Full Definition
NNN (Triple Net) restaurant leases are common in high-traffic tourism corridors like I-Drive, Kirkman Road, and Sand Lake Road in Orlando. National casual dining chains (Chili's, Olive Garden, Texas Roadhouse) sign 15–20 year NNN leases at $28–45/sf base rent in premium locations. The landlord collects predictable base rent with no operating expense exposure — the tenant pays taxes, insurance, and CAM. Investment-grade credit tenants (publicly traded or franchised national brands) reduce default risk vs. independent operators.
Why It Matters
NNN restaurant properties near Orlando's theme parks offer the passive income of NNN investing with the structural demand support of the tourism economy.

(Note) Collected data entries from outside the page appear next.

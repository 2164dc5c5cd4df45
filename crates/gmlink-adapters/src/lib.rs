//! External extractors feeding the link pipeline: GeoPackage OSM buildings
//! and per-building GML centroids.

use std::path::PathBuf;

use async_trait::async_trait;
use gmlink_core::GmlCentroid;
use gmlink_storage::StoreError;
use serde::{Deserialize, Serialize};
use thiserror::Error;

pub mod citygml;
pub mod gpkg;
pub mod scene;

pub use citygml::{FileBasedSource, CITYGML_EXTENSIONS};
pub use gpkg::{GpkgLayer, GpkgOsmExtractor, OsmExtractStats};
pub use scene::{FallbackSource, SceneSnapshot};

pub const CRATE_NAME: &str = "gmlink-adapters";

#[derive(Debug, Error)]
pub enum ExtractError {
    #[error("geopackage not found: {}", .0.display())]
    MissingGeoPackage(PathBuf),
    #[error("no OSM building layer with an `osm_way_id` column in {}", .0.display())]
    NoBuildingLayer(PathBuf),
    #[error("layer `{layer}` is not a feature layer of {}", .gpkg.display())]
    UnknownLayer { gpkg: PathBuf, layer: String },
    #[error("spatial index table `{0}` not found")]
    MissingSpatialIndex(String),
    #[error("CityGML directory not found: {}", .0.display())]
    MissingDirectory(PathBuf),
    #[error("no CityGML tiles (.gml, .xml, .citygml) found in {}", .0.display())]
    NoTiles(PathBuf),
    #[error("tiles {} and {} both normalize to `{key}`", .first.display(), .second.display())]
    DuplicateTile {
        key: String,
        first: PathBuf,
        second: PathBuf,
    },
    #[error("no buildings with coordinates found in {}", .0.display())]
    NoBuildings(PathBuf),
    #[error("failed to parse {}: {message}", .path.display())]
    Xml { path: PathBuf, message: String },
    #[error("failed to read scene snapshot {}: {source}", .path.display())]
    Snapshot {
        path: PathBuf,
        #[source]
        source: serde_json::Error,
    },
    #[error("GML centroid source unavailable: {0}")]
    Unavailable(String),
    #[error("{what} timed out after {secs}s")]
    Timeout { what: String, secs: u64 },
    #[error("{context}: {source}")]
    Io {
        context: String,
        #[source]
        source: std::io::Error,
    },
    #[error("extractor task failed: {0}")]
    Task(#[from] tokio::task::JoinError),
    #[error(transparent)]
    Store(#[from] StoreError),
}

impl From<sqlx::Error> for ExtractError {
    fn from(err: sqlx::Error) -> Self {
        ExtractError::Store(StoreError::Sqlx(err))
    }
}

impl ExtractError {
    pub fn io(context: impl Into<String>, source: std::io::Error) -> Self {
        Self::Io {
            context: context.into(),
            source,
        }
    }
}

/// Which implementation produced a centroid table.
#[derive(Debug, Clone, Copy, PartialEq, Eq, Serialize, Deserialize)]
#[serde(rename_all = "snake_case")]
pub enum SourceKind {
    CityGml,
    SceneFallback,
}

impl SourceKind {
    pub fn is_degraded(self) -> bool {
        matches!(self, SourceKind::SceneFallback)
    }
}

/// Producer of per-building GML centroids in world coordinates.
#[async_trait]
pub trait CentroidSource: Send + Sync {
    fn kind(&self) -> SourceKind;

    /// Human-readable origin of the centroids, for logs and reports.
    fn describe(&self) -> String;

    async fn load_centroids(&self) -> Result<Vec<GmlCentroid>, ExtractError>;
}

#[cfg(test)]
mod tests {
    use super::*;

    #[test]
    fn only_the_scene_snapshot_is_degraded() {
        assert!(!SourceKind::CityGml.is_degraded());
        assert!(SourceKind::SceneFallback.is_degraded());
        assert_eq!(
            serde_json::to_string(&SourceKind::SceneFallback).unwrap(),
            "\"scene_fallback\""
        );
    }

    #[test]
    fn extraction_errors_name_the_missing_capability() {
        let err = ExtractError::Unavailable("no CityGML directory configured".into());
        assert_eq!(
            err.to_string(),
            "GML centroid source unavailable: no CityGML directory configured"
        );
    }
}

Cap rates of 5.5–7% reflect occupancy certainty from tourist traffic — these locations rarely go dark because high-traffic tourist corridors attract replacement tenants quickly.
Related Terms
NNN Lease (Triple Net Lease)
A commercial lease where the tenant pays property taxes, insurance, and maintenance on top of base rent — making the landlord's income almost entirely passive.
Cap Rate (Capitalization Rate)
The ratio of a property's Net Operating Income to its purchase price, expressed as a percentage. The primary metric for comparing commercial real estate investments.